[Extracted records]
impl DiskTable {
    /// An empty label for a disk of `total_sectors`.
    pub fn in_memory(device: &Path, kind: PartitionTable, sector_size: u64, total_sectors: u64) -> Self {
        let (first_usable, last_usable) = match kind {
            PartitionTable::Gpt => (
                2 + GPT_BACKUP_SECTORS - 1,
                total_sectors.saturating_sub(GPT_BACKUP_SECTORS + 1),
            ),
            PartitionTable::Mbr => (1, total_sectors.saturating_sub(1)),
        };

        Self {
            device: device.to_path_buf(),
            kind,
            sector_size,
            first_usable,
            last_usable,
            entries: Vec::new(),
            fresh: true,
            dirty: true,
        }
    }

    /// Replaces the label of `device` with an empty one of `kind`, in memory.
    pub fn initialize(device: &Path, kind: PartitionTable) -> Result<Self> {
        let mut file = File::open(device).map_err(|why| OperationError::io(device, why))?;
        let bytes = file
            .seek(SeekFrom::End(0))
            .map_err(|why| OperationError::io(device, why))?;

        tracing::info!("initializing {} with a {} label", device.display(), kind);
        Ok(Self::in_memory(device, kind, DEFAULT_SECTOR_SIZE, bytes / DEFAULT_SECTOR_SIZE))
    }

    /// Reads the label of `device`. A disk without a readable GPT or MBR label
    /// is an error, which callers may answer by initializing the disk.
    pub fn open(device: &Path) -> Result<Self> {
        let mut file = File::open(device).map_err(|why| OperationError::io(device, why))?;

        if let Ok(gpt) = GPT::find_from(&mut file) {
            let entries = gpt
                .iter()
                .filter(|(_, entry)| entry.is_used())
                .map(|(number, entry)| TableEntry {
                    number,
                    start: entry.starting_lba,
                    end: entry.ending_lba,
                    mbr_type: 0,
                    gpt_type: Some(guid_to_string(&entry.partition_type_guid)),
                    bootable: entry.attribute_bits & GPT_LEGACY_BOOT != 0,
                })
                .collect();

            return Ok(Self {
                device: device.to_path_buf(),
                kind: PartitionTable::Gpt,
                sector_size: gpt.sector_size,
                first_usable: gpt.header.first_usable_lba,
                last_usable: gpt.header.last_usable_lba,
                entries,
                fresh: false,
                dirty: false,
            });
        }

        let bytes = file
            .seek(SeekFrom::End(0))
            .map_err(|why| OperationError::io(device, why))?;
        file.seek(SeekFrom::Start(0))
            .map_err(|why| OperationError::io(device, why))?;

        let mbr = MBR::read_from(&mut file, DEFAULT_SECTOR_SIZE as u32)
            .map_err(|why| table_error(device, format!("no readable disk label: {}", why)))?;

        if mbr.iter().any(|(_, entry)| entry.sys == 0xee) {
            return Err(table_error(device, "the GUID partition table is damaged"));
        }

        let entries = mbr
            .iter()
            .filter(|(_, entry)| entry.is_used())
            .map(|(number, entry)| TableEntry {
                number: number as u32,
                start: u64::from(entry.starting_lba),
                end: u64::from(entry.starting_lba) + u64::from(entry.sectors) - 1,
                mbr_type: entry.sys,
                gpt_type: None,
                // The active flag is owned by sfdisk, see `commit`.
                bootable: false,
            })
            .collect();

        Ok(Self {
            device: device.to_path_buf(),
            kind: PartitionTable::Mbr,
            sector_size: DEFAULT_SECTOR_SIZE,
            first_usable: 1,
            last_usable: (bytes / DEFAULT_SECTOR_SIZE).saturating_sub(1),
            entries,
            fresh: false,
            dirty: false,
        })
    }

    /// Kernel name of the disk, such as `sda`.
    pub fn name(&self) -> String {
        self.device
            .file_name()
            .map_or_else(String::new, |name| name.to_string_lossy().into_owned())
    }

    pub fn entries(&self) -> &[TableEntry] {
        &self.entries
    }

    pub fn entry(&self, number: u32) -> Option<&TableEntry> {
        self.entries.iter().find(|entry| entry.number == number)
    }

    /// The partition that begins at `start`.
    pub fn entry_at(&self, start: u64) -> Option<&TableEntry> {
        self.entries.iter().find(|entry| entry.start == start)
    }

    pub fn is_dirty(&self) -> bool {
        self.dirty
    }

    pub fn is_fresh(&self) -> bool {
        self.fresh
    }

    pub fn sectors_per_mb(&self) -> u64 {
        (MEGABYTE / self.sector_size).max(1)
    }

    pub fn size_mb(&self, sectors: u64) -> u64 {
        sectors / self.sectors_per_mb()
    }

    fn align_up(&self, sector: u64) -> u64 {
        let align = self.sectors_per_mb();
        (sector + align - 1) / align * align
    }

    /// Unallocated space, with each region starting on a megabyte boundary.
    pub fn free_regions(&self) -> Vec<FreeRegion> {
        let mut used: Vec<&TableEntry> = self.entries.iter().collect();
        used.sort_by_key(|entry| entry.start);

        let mut regions = Vec::new();
        let mut cursor = self.align_up(self.first_usable);

        for entry in used {
            if entry.start > cursor {
                regions.push(FreeRegion {
                    start: cursor,
                    end: entry.start - 1,
                });
            }
            cursor = cursor.max(self.align_up(entry.end + 1));
        }

        if cursor <= self.last_usable {
            regions.push(FreeRegion {
                start: cursor,
                end: self.last_usable,
            });
        }

        regions
    }

    /// Adds a partition spanning `start..=end`, returning its number.
    pub fn add(&mut self, start: u64, end: u64, mbr_type: u8, gpt_type: &str) -> Result<u32> {
        if start > end || start < self.first_usable || end > self.last_usable {
            return Err(table_error(
                &self.device,
                format!("sectors {}..{} are outside of the usable area", start, end),
            ));
        }

        if let Some(overlap) = self.entries.iter().find(|e| start <= e.end && e.start <= end) {
            return Err(table_error(
                &self.device,
                format!("sectors {}..{} overlap partition {}", start, end, overlap.number),
            ));
        }

        let number = match self.kind {
            PartitionTable::Mbr => {
                if self.entries.len() >= MBR_PRIMARY_LIMIT {
                    return Err(table_error(&self.device, "no primary partitions are left"));
                }

                if end > u64::from(u32::MAX) {
                    return Err(table_error(&self.device, "the partition ends beyond 2TB"));
                }

                self.next_number(MBR_PRIMARY_LIMIT as u32)
            }
            PartitionTable::Gpt => self.next_number(GPT_ENTRY_LIMIT),
        }
        .ok_or_else(|| table_error(&self.device, "the partition table is full"))?;

        self.entries.push(TableEntry {
            number,
            start,
            end,
            mbr_type,
            gpt_type: match self.kind {
                PartitionTable::Gpt => Some(gpt_type.to_owned()),
                PartitionTable::Mbr => None,
            },
            bootable: false,
        });

        self.entries.sort_by_key(|entry| entry.number);
        self.dirty = true;

        tracing::debug!("{}: added partition {} at {}..{}", self.name(), number, start, end);
        Ok(number)
    }

    fn next_number(&self, limit: u32) -> Option<u32> {
        (1..=limit).find(|number| self.entry(*number).is_none())
    }

    pub fn remove(&mut self, number: u32) -> Result<TableEntry> {
        let pos = self
            .entries
            .iter()
            .position(|entry| entry.number == number)
            .ok_or_else(|| table_error(&self.device, format!("partition {} does not exist", number)))?;

        self.dirty = true;
        Ok(self.entries.remove(pos))
    }

    /// Marks `number` as the partition the firmware boots. An MBR disk has
    /// only one active partition.
    pub fn set_bootable(&mut self, number: u32) -> Result<()> {
        if self.entry(number).is_none() {
            return Err(table_error(&self.device, format!("partition {} does not exist", number)));
        }

        for entry in &mut self.entries {
            if entry.number == number {
                entry.bootable = true;
            } else if self.kind == PartitionTable::Mbr {
                entry.bootable = false;
            }
        }

        self.dirty = true;
        Ok(())
    }

    /// Kernel name of partition `number` on this disk.
    pub fn partition_name(&self, number: u32) -> String {
        partition_name(&self.name(), number)
    }

    /// Writes the table to the disk and has the kernel re-read it.
    pub fn commit(&mut self, ctx: &StorageContext) -> Result<()> {
        if !self.dirty {
            return Ok(());
        }

        tracing::info!("writing the {} label of {}", self.kind, self.device.display());

        let mut file = OpenOptions::new()
            .read(true)
            .write(true)
            .open(&self.device)
            .map_err(|why| OperationError::io(&self.device, why))?;

        match self.kind {
            PartitionTable::Gpt => self.write_gpt(&mut file)?,
            PartitionTable::Mbr => self.write_mbr(&mut file)?,
        }

        file.sync_all()
            .map_err(|why| OperationError::io(&self.device, why))?;

        let block_device = file
            .metadata()
            .map(|meta| meta.file_type().is_block_device())
            .unwrap_or(false);

        if block_device {
            gptman::linux::reread_partition_table(&mut file)
                .map_err(|why| table_error(&self.device, format!("kernel did not re-read the table: {}", why)))?;
        }

        if self.kind == PartitionTable::Mbr {
            if let Some(active) = self.entries.iter().find(|entry| entry.bootable) {
                let activate = ToolCommand::new("sfdisk")
                    .arg("--activate")
                    .path_arg(&self.device)
                    .arg(active.number.to_string());
                run_checked(ctx.runner(), &activate)?;
            }
        }

        self.fresh = false;
        self.dirty = false;
        Ok(())
    }

    fn write_gpt(&self, file: &mut File) -> Result<()> {
        let device = &self.device;
        let mut gpt = if self.fresh {
            let gpt = GPT::new_from(file, self.sector_size, random_guid())
                .map_err(|why| table_error(device, why))?;
            GPT::write_protective_mbr_into(file, self.sector_size)
                .map_err(|why| table_error(device, why))?;
            gpt
        } else {
            GPT::find_from(file).map_err(|why| table_error(device, why))?
        };

        let stale: Vec<u32> = gpt
            .iter()
            .filter(|(number, entry)| {
                entry.is_used()
                    && !self.entries.iter().any(|wanted| {
                        wanted.number == *number
                            && wanted.start == entry.starting_lba
                            && wanted.end == entry.ending_lba
                    })
            })
            .map(|(number, _)| number)
            .collect();

        for number in stale {
            gpt.remove(number).map_err(|why| table_error(device, why))?;
        }

        for wanted in &self.entries {
            let attributes = if wanted.bootable { GPT_LEGACY_BOOT } else { 0 };

            if gpt[wanted.number].is_used() {
                let entry = &mut gpt[wanted.number];
                entry.attribute_bits = (entry.attribute_bits & !GPT_LEGACY_BOOT) | attributes;
                continue;
            }

            let kind = wanted.gpt_type.as_deref().unwrap_or(LINUX_DATA_GUID);
            gpt[wanted.number] = GPTPartitionEntry {
                partition_type_guid: guid_from_str(kind)
                    .ok_or_else(|| table_error(device, format!("invalid partition type {}", kind)))?,
                unique_partition_guid: random_guid(),
                starting_lba: wanted.start,
                ending_lba: wanted.end,
                attribute_bits: attributes,
                partition_name: "".into(),
            };
        }

        gpt.write_into(file).map_err(|why| table_error(device, why))?;
        Ok(())
    }

    fn write_mbr(&self, file: &mut File) -> Result<()> {
        let device = &self.device;
        let sector_size = self.sector_size as u32;
        let mut mbr = if self.fresh {
            MBR::new_from(file, sector_size, rand::thread_rng().gen())
                .map_err(|why| table_error(device, why))?
        } else {
            file.seek(SeekFrom::Start(0))
                .map_err(|why| OperationError::io(device, why))?;
            MBR::read_from(file, sector_size).map_err(|why| table_error(device, why))?
        };

        for number in 1..=MBR_PRIMARY_LIMIT {
            let entry = &mut mbr[number];
            match self.entry(number as u32) {
                Some(wanted) => {
                    entry.sys = wanted.mbr_type;
                    entry.starting_lba = wanted.start as u32;
                    entry.sectors = wanted.sectors() as u32;
                }
                None => {
                    entry.sys = 0;
                    entry.starting_lba = 0;
                    entry.sectors = 0;
                }
            }
        }

        mbr.write_into(file).map_err(|why| table_error(device, why))
    }
}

- _Work instructions_
The expected answer is each line of the records above that includes the string "exist".

- _Task output_
            .ok_or_else(|| table_error(&self.device, format!("partition {} does not exist", number)))?;
            return Err(table_error(&self.device, format!("partition {} does not exist", number)));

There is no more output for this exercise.